Task instructions
Please keep to the lines below from the one with "self.ratings.clear(&code).await?;" through the one with "to read audit", and restate them word for word, ends included.

*** Input data

//! Administrative actions
//!
//! Administrators are the identities marked `true` in the `/admins` document.
//! Outcomes are user-facing: a refused action is a `success: false` outcome,
//! not an error. Errors are reserved for store and artifact failures.

use std::collections::BTreeMap;

use cg_store::Documents;
use serde::{Deserialize, Serialize};
use tracing::{info, warn};

use crate::abuse::AbuseDetector;
use crate::audit::{mask_key, AuditLog};
use crate::courses::CourseRegistry;
use crate::keys::KeyRegistry;
use crate::rating::RatingRegistry;
use crate::{AdmissionError, Result};

pub const ADMINS_PATH: &str = "/admins";

#[derive(Debug, Clone, PartialEq, Eq)]
pub enum AdminCommand {
    AddKey(String),
    RemoveKey(String),
    LockUser(String),
    UnlockUser(String),
    RemoveCourse(String),
    ShowLogs,
    ShowRecords,
    ShowLocks,
}

/// Wire form: `{ "action": "lockUser", "target": "7656..." }`
#[derive(Debug, Clone, Default, Deserialize)]
pub struct AdminRequest {
    #[serde(default)]
    pub action: String,
    #[serde(default)]
    pub target: Option<String>,
}

impl AdminCommand {
    pub fn parse(request: &AdminRequest) -> std::result::Result<Self, AdminOutcome> {
        let target = || {
            request
                .target
                .as_deref()
                .map(str::trim)
                .filter(|t| !t.is_empty())
                .map(str::to_string)
                .ok_or_else(|| {
                    AdminOutcome::failure("Target not provided. Please provide a target.")
                })
        };

        match request.action.as_str() {
            "addKey" => Ok(AdminCommand::AddKey(target()?)),
            "removeKey" => Ok(AdminCommand::RemoveKey(target()?)),
            "lockUser" => Ok(AdminCommand::LockUser(target()?)),
            "unlockUser" => Ok(AdminCommand::UnlockUser(target()?)),
            "removeCourse" => Ok(AdminCommand::RemoveCourse(target()?)),
            "showLogs" => Ok(AdminCommand::ShowLogs),
            "showRecords" => Ok(AdminCommand::ShowRecords),
            "showLocks" => Ok(AdminCommand::ShowLocks),
            _ => Err(AdminOutcome::failure("Invalid action provided.")),
        }
    }

    pub fn name(&self) -> &'static str {
        match self {
            AdminCommand::AddKey(_) => "addKey",
            AdminCommand::RemoveKey(_) => "removeKey",
            AdminCommand::LockUser(_) => "lockUser",
            AdminCommand::UnlockUser(_) => "unlockUser",
            AdminCommand::RemoveCourse(_) => "removeCourse",
            AdminCommand::ShowLogs => "showLogs",
            AdminCommand::ShowRecords => "showRecords",
            AdminCommand::ShowLocks => "showLocks",
        }
    }
}

#[derive(Debug, Clone, PartialEq, Eq, Serialize)]
pub struct AdminOutcome {
    pub success: bool,
    pub message: String,
}

impl AdminOutcome {
    pub fn success(message: impl Into<String>) -> Self {
        Self {
            success: true,
            message: message.into(),
        }
    }

    pub fn failure(message: impl Into<String>) -> Self {
        Self {
            success: false,
            message: message.into(),
        }
    }
}

#[derive(Clone)]
pub struct AdminService {
    documents: Documents,
    keys: KeyRegistry,
    abuse: AbuseDetector,
    courses: CourseRegistry,
    ratings: RatingRegistry,
    audit: AuditLog,
}

impl AdminService {
    pub fn new(
        documents: Documents,
        keys: KeyRegistry,
        abuse: AbuseDetector,
        courses: CourseRegistry,
        ratings: RatingRegistry,
        audit: AuditLog,
    ) -> Self {
        Self {
            documents,
            keys,
            abuse,
            courses,
            ratings,
            audit,
        }
    }

    pub async fn is_admin(&self, identity: &str) -> Result<bool> {
        let admins: BTreeMap<String, bool> = self.documents.load(ADMINS_PATH).await?;
        Ok(admins.get(identity).copied().unwrap_or(false))
    }

    /// Run `command` on behalf of `admin`. Membership is checked first.
    pub async fn execute(&self, admin: &str, command: AdminCommand) -> Result<AdminOutcome> {
        if !self.is_admin(admin).await? {
            warn!(identity = %admin, action = command.name(), "Rejected admin action from non-admin");
            return Ok(AdminOutcome::failure("You are not an administrator."));
        }
        self.apply(admin, command).await
    }

    /// Run `command` without a membership check, for trusted callers such
    /// as the operator CLI. `admin` names the actor in the audit trail.
    pub async fn apply(&self, admin: &str, command: AdminCommand) -> Result<AdminOutcome> {
        info!(admin = %admin, action = command.name(), "Executing admin action");

        match command {
            AdminCommand::AddKey(target) => {
                let key = self.keys.get_or_create_key(&target).await?;
                self.audit_action(
                    &format!("Added new user (Admin: {admin}, identity: {target}, key: {key})"),
                    &format!(
                        "Added new user (Admin: `{admin}`, identity: `{target}`, key: `{}`)",
                        mask_key(&key)
                    ),
                )
                .await;
                Ok(AdminOutcome::success(format!("Key added successfully.\n{key}")))
            }
            AdminCommand::RemoveKey(target) => {
                if !self.keys.revoke(&target).await? {
                    return Ok(AdminOutcome::failure("Invalid identity provided."));
                }
                self.audit_action(
                    &format!("Removed a user (Admin: {admin}, identity: {target})"),
                    &format!("Removed a user (Admin: `{admin}`, identity: `{target}`)"),
                )
                .await;
                Ok(AdminOutcome::success(format!("Key removed successfully.\n{target}")))
            }
            AdminCommand::LockUser(target) => {
                if !self.abuse.lock(&target).await? {
                    return Ok(AdminOutcome::failure("User is already locked."));
                }
                self.audit_action(
                    &format!("Locked a user (Admin: {admin}, identity: {target})"),
                    &format!("Locked a user (Admin: `{admin}`, identity: `{target}`)"),
                )
                .await;
                Ok(AdminOutcome::success(format!("User is now locked.\n{target}")))
            }
            AdminCommand::UnlockUser(target) => {
                if !self.abuse.unlock(&target).await? {
                    return Ok(AdminOutcome::failure("User is not locked."));
                }
                self.audit_action(
                    &format!("Unlocked a user (Admin: {admin}, identity: {target})"),
                    &format!("Unlocked a user (Admin: `{admin}`, identity: `{target}`)"),
                )
                .await;
                Ok(AdminOutcome::success(format!("User is now unlocked.\n{target}")))
            }
            AdminCommand::RemoveCourse(target) => {
                let code = target.to_uppercase();
                if !self.courses.remove(&code).await? {
                    return Ok(AdminOutcome::failure("Invalid course code provided."));
                }
                self.ratings.clear(&code).await?;
                self.audit_action(
                    &format!("Removed a course (Admin: {admin}, course: {code})"),
                    &format!("Removed a course (Admin: `{admin}`, course: `{code}`)"),
                )
                .await;
                Ok(AdminOutcome::success(format!("Course removed successfully.\n{code}")))
            }
            AdminCommand::ShowLogs => {
                let logs = self
                    .audit
                    .read_all()
                    .await
                    .map_err(|e| AdmissionError::Internal(format!("failed to read audit log: {e}")))?;
                if logs.is_empty() {
                    Ok(AdminOutcome::failure("No logs found."))
                } else {
                    Ok(AdminOutcome::success(logs))
                }
            }
            AdminCommand::ShowRecords => {
                let records = self.abuse.records().await?;
                let message = serde_json::to_string(&records)
                    .map_err(|e| AdmissionError::Internal(e.to_string()))?;
                Ok(AdminOutcome::success(message))
            }
            AdminCommand::ShowLocks => {
                let locked = self.abuse.locked().await?;
                let message = if locked.is_empty() {
                    "{}".to_string()
                } else {
                    locked
                        .iter()
                        .map(|identity| format!("{identity} - true"))
                        .collect::<Vec<_>>()
                        .join("\n")
                };
                Ok(AdminOutcome::success(message))
            }
        }
    }

    /// Parse and execute a wire request
    pub async fn handle(&self, admin: &str, request: &AdminRequest) -> Result<AdminOutcome> {
        match AdminCommand::parse(request) {
            Ok(command) => self.execute(admin, command).await,
            Err(outcome) => Ok(outcome),
        }
    }

    async fn audit_action(&self, local: &str, remote: &str) {
        self.audit
            .record(&format!("[ADMIN] {local}"), Some(&format!("[ADMIN] {remote}")))
            .await;
    }
}

#[cfg(test)]
mod tests {
    use super::*;

    fn request(action: &str, target: Option<&str>) -> AdminRequest {
        AdminRequest {
            action: action.to_string(),
            target: target.map(str::to_string),
        }
    }

    #[test]
    fn test_parse_commands() {
        assert_eq!(
            AdminCommand::parse(&request("lockUser", Some("alice"))),
            Ok(AdminCommand::LockUser("alice".to_string()))
        );
        assert_eq!(
            AdminCommand::parse(&request("showLocks", None)),
            Ok(AdminCommand::ShowLocks)
        );
    }

    #[test]
    fn test_parse_requires_target() {
        let outcome = AdminCommand::parse(&request("addKey", Some("  "))).unwrap_err();
        assert!(!outcome.success);
        assert_eq!(outcome.message, "Target not provided. Please provide a target.");
    }

    #[test]
    fn test_parse_unknown_action() {
        let outcome = AdminCommand::parse(&request("dropTables", Some("x"))).unwrap_err();
        assert_eq!(outcome, AdminOutcome::failure("Invalid action provided."));
    }

    #[test]
    fn test_request_from_json() {
        let request: AdminRequest =
            serde_json::from_value(serde_json::json!({"action": "removeCourse", "target": "abcd-efgh-ijkl"}))
                .unwrap();
        assert_eq!(
            AdminCommand::parse(&request),
            Ok(AdminCommand::RemoveCourse("abcd-efgh-ijkl".to_string()))
        );
    }
}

******

Result of the task
                self.ratings.clear(&code).await?;
                self.audit_action(
                    &format!("Removed a course (Admin: {admin}, course: {code})"),
                    &format!("Removed a course (Admin: `{admin}`, course: `{code}`)"),
                )
                .await;
                Ok(AdminOutcome::success(format!("Course removed successfully.\n{code}")))
            }
            AdminCommand::ShowLogs => {
                let logs = self
                    .audit
                    .read_all()
                    .await
                    .map_err(|e| AdmissionError::Internal(format!("failed to read audit log: {e}")))?;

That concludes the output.